Esta distinción resulta relevante porque un amplio análisis previo vinculó el uso intensivo de redes sociales con síntomas de ansiedad y depresión en menores, pero el tiempo de exposición no explica por sí solo todas las diferencias en salud mental.
Los autores del nuevo estudio proponen que los profesionales sanitarios pregunten por la pérdida de control, el malestar y la interferencia cotidiana, en lugar de concentrarse exclusivamente en contabilizar horas de pantalla.
Los hallazgos no prueban que las redes sociales causen TDAH
El TDAH es un trastorno del neurodesarrollo caracterizado por patrones persistentes de inatención, hiperactividad o impulsividad que interfieren con el funcionamiento diario. Su aparición está relacionada con una combinación compleja de factores genéticos, biológicos y ambientales.

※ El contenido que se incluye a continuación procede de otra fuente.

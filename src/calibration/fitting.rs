//! Calibration model fitting from measured tables.
//!
//! Two models are fitted against reference distances measured alongside the
//! instrument's time of flight and environmental readings:
//!
//! - speed of sound: `c - c0 = a_t·Δt + a_rh·Δrh + a_p·Δp`
//! - distance: `d = a0 + a1·tof + b0·Δt·tof + b1·Δrh·tof + b2·Δp·tof`
//!
//! Humidity enters both models as a fraction (percent / 100).

use super::compensation::{DistanceCoefficients, SpeedCoefficients};
use super::regression::{LeastSquaresFit, least_squares};
use crate::config::{CalibrationColumns, ReferencePoint};
use crate::error::{Result, SensorLogError};
use crate::table::NumericTable;
use tracing::info;

/// One row of a calibration table
#[derive(Debug, Clone, Copy, PartialEq)]
pub struct CalibrationSample {
    /// Reference distance (mm)
    pub real_distance: f64,
    /// Round-trip time of flight (ns)
    pub time_of_flight: f64,
    /// Temperature (°C)
    pub temperature: f64,
    /// Relative humidity (%)
    pub humidity: f64,
    /// Pressure (kPa)
    pub pressure: f64,
}

impl CalibrationSample {
    /// Measured speed of sound in m/s
    pub fn speed_of_sound(&self) -> f64 {
        self.real_distance / self.time_of_flight * 1e9 * 2.0 / 1000.0
    }

    fn deltas(&self, reference: &ReferencePoint) -> (f64, f64, f64) {
        (
            self.temperature - reference.temperature,
            self.humidity / 100.0 - reference.humidity,
            self.pressure - reference.pressure,
        )
    }
}

/// Load every complete row of a calibration table
pub fn load_samples(
    table: &NumericTable,
    columns: &CalibrationColumns,
) -> Result<Vec<CalibrationSample>> {
    let names = [
        columns.real_distance.as_str(),
        columns.time_of_flight.as_str(),
        columns.temperature.as_str(),
        columns.humidity.as_str(),
        columns.pressure.as_str(),
    ];

    let samples: Vec<CalibrationSample> = table
        .complete_rows(&names)?
        .into_iter()
        .map(|row| CalibrationSample {
            real_distance: row[0],
            time_of_flight: row[1],
            temperature: row[2],
            humidity: row[3],
            pressure: row[4],
        })
        .collect();

    if let Some(bad) = samples.iter().position(|s| s.time_of_flight == 0.0) {
        return Err(SensorLogError::Configuration {
            message: format!("Calibration row {} has a zero time of flight", bad + 1),
        });
    }

    info!("Loaded {} calibration samples", samples.len());
    Ok(samples)
}

/// Fitted speed-of-sound model
#[derive(Debug, Clone, PartialEq)]
pub struct SpeedOfSoundFit {
    pub coefficients: SpeedCoefficients,
    pub reference: ReferencePoint,
    pub r_squared: f64,
}

impl SpeedOfSoundFit {
    pub fn fit(samples: &[CalibrationSample], reference: ReferencePoint) -> Result<Self> {
        let design: Vec<Vec<f64>> = samples
            .iter()
            .map(|s| {
                let (dt, drh, dp) = s.deltas(&reference);
                vec![dt, drh, dp]
            })
            .collect();
        let target: Vec<f64> = samples
            .iter()
            .map(|s| s.speed_of_sound() - reference.speed_of_sound)
            .collect();

        let fit = least_squares(&design, &target)?;
        let coefficients = SpeedCoefficients {
            a_t: fit.coefficients[0],
            a_rh: fit.coefficients[1],
            a_p: fit.coefficients[2],
        };

        Ok(Self {
            coefficients,
            reference,
            r_squared: fit.r_squared,
        })
    }

    /// Predicted speed of sound (m/s); humidity in percent
    pub fn predict(&self, temperature: f64, humidity: f64, pressure: f64) -> f64 {
        let r = &self.reference;
        let c = &self.coefficients;
        r.speed_of_sound
            + c.a_t * (temperature - r.temperature)
            + c.a_rh * (humidity / 100.0 - r.humidity)
            + c.a_p * (pressure - r.pressure)
    }
}

/// Prediction for one calibration row
#[derive(Debug, Clone, Copy, PartialEq)]
pub struct DistancePrediction {
    pub actual: f64,
    pub predicted: f64,
    pub residual: f64,
    /// |residual / actual| in percent
    pub relative_error: f64,
}

/// Error summary of a distance fit
#[derive(Debug, Clone, Copy, PartialEq)]
pub struct DistanceFitMetrics {
    pub r_squared: f64,
    pub mse: f64,
    pub rmse: f64,
    pub mae: f64,
    pub mean_relative_error: f64,
    pub max_relative_error: f64,
}

/// Fitted direct distance model
#[derive(Debug, Clone, PartialEq)]
pub struct DistanceFit {
    pub coefficients: DistanceCoefficients,
    pub reference: ReferencePoint,
    pub metrics: DistanceFitMetrics,
    pub predictions: Vec<DistancePrediction>,
}

impl DistanceFit {
    pub fn fit(samples: &[CalibrationSample], reference: ReferencePoint) -> Result<Self> {
        let design: Vec<Vec<f64>> = samples
            .iter()
            .map(|s| {
                let (dt, drh, dp) = s.deltas(&reference);
                let tof = s.time_of_flight;
                vec![1.0, tof, dt * tof, drh * tof, dp * tof]
            })
            .collect();
        let target: Vec<f64> = samples.iter().map(|s| s.real_distance).collect();

        let fit = least_squares(&design, &target)?;
        let predictions = predictions(&fit, &target);
        let metrics = metrics(&fit, &predictions);

        let coefficients = DistanceCoefficients {
            a0: fit.coefficients[0],
            a1: fit.coefficients[1],
            b0: fit.coefficients[2],
            b1: fit.coefficients[3],
            b2: fit.coefficients[4],
        };

        Ok(Self {
            coefficients,
            reference,
            metrics,
            predictions,
        })
    }
}

fn predictions(fit: &LeastSquaresFit, target: &[f64]) -> Vec<DistancePrediction> {
    target
        .iter()
        .zip(&fit.fitted)
        .map(|(&actual, &predicted)| {
            let residual = actual - predicted;
            DistancePrediction {
                actual,
                predicted,
                residual,
                relative_error: (residual / actual).abs() * 100.0,
            }
        })
        .collect()
}

fn metrics(fit: &LeastSquaresFit, predictions: &[DistancePrediction]) -> DistanceFitMetrics {
    let n = predictions.len().max(1) as f64;
    let mse = predictions.iter().map(|p| p.residual.powi(2)).sum::<f64>() / n;
    let mae = predictions.iter().map(|p| p.residual.abs()).sum::<f64>() / n;
    let mean_relative_error = predictions.iter().map(|p| p.relative_error).sum::<f64>() / n;
    let max_relative_error = predictions
        .iter()
        .map(|p| p.relative_error)
        .fold(0.0_f64, f64::max);

    DistanceFitMetrics {
        r_squared: fit.r_squared,
        mse,
        rmse: mse.sqrt(),
        mae,
        mean_relative_error,
        max_relative_error,
    }
}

El estudio identificó variaciones en síntomas reportados, pero no evaluó nuevos diagnósticos clínicos de TDAH ocasionados por el uso de redes sociales. Tampoco demuestra que las plataformas produzcan el trastorno en adolescentes que no tenían ninguna vulnerabilidad previa.
Aunque el diseño longitudinal permite establecer qué cambio apareció primero, continúa siendo observacional. Factores no medidos, como dificultades académicas, conflictos familiares, trastornos del sueño, estrés, acoso, aislamiento o problemas emocionales, podrían contribuir tanto al uso problemático como a las alteraciones de la atención.
Los resultados tampoco deben utilizarse para culpabilizar a los adolescentes o a sus familias. Las plataformas están diseñadas para mantener la participación mediante recomendaciones personalizadas, reproducción automática, notificaciones y recompensas sociales difíciles de ignorar.
Las señales de alerta deben evaluarse en la vida cotidiana
Los especialistas recomiendan observar si las redes sociales interfieren con el sueño, el estudio, la convivencia, la actividad física o las relaciones presenciales. También merecen atención la irritabilidad al desconectarse, los intentos repetidos y fallidos por reducir el uso y la necesidad de conectarse durante casi cualquier actividad.
Desactivar notificaciones no esenciales, evitar el teléfono durante las comidas, establecer horarios compartidos y mantener los dispositivos fuera del dormitorio durante la noche pueden ayudar a reducir interrupciones constantes.
Las medidas familiares tienden a ser más sostenibles cuando se acuerdan con los adolescentes y también son respetadas por los adultos. La conversación debe centrarse en el bienestar, el descanso y las responsabilidades, no únicamente en imponer una cifra rígida de minutos.
El sueño merece una atención particular, debido a que las conexiones nocturnas pueden retrasar la hora de descanso y aumentar las distracciones. Algunas estrategias dirigidas a ayudar a las familias a proteger el sueño adolescente incluyen acordar rutinas, reducir la luz de las pantallas y evitar discusiones culpabilizadoras.
Cuándo conviene buscar una evaluación profesional
Las dificultades ocasionales para concentrarse o dejar el teléfono no significan necesariamente que exista TDAH. Una evaluación clínica se vuelve pertinente cuando la inatención, la impulsividad o la hiperactividad son persistentes, aparecen en más de un entorno y afectan de manera importante el aprendizaje, las relaciones o la vida familiar.
Los profesionales también deben valorar el sueño, la ansiedad, la depresión, el consumo de sustancias, las dificultades de aprendizaje y otros factores que pueden producir síntomas parecidos o agravar un TDAH existente.
Para los investigadores, incorporar preguntas sobre el uso problemático de redes sociales puede mejorar la evaluación de los adolescentes, especialmente durante la etapa de mayor vulnerabilidad identificada entre los 14 y los 16 años.
La evidencia disponible respalda una aproximación equilibrada: reconocer que las plataformas pueden facilitar la conexión social y el acceso a información, pero también detectar cuándo su diseño y su uso comienzan a desplazar actividades esenciales para el desarrollo.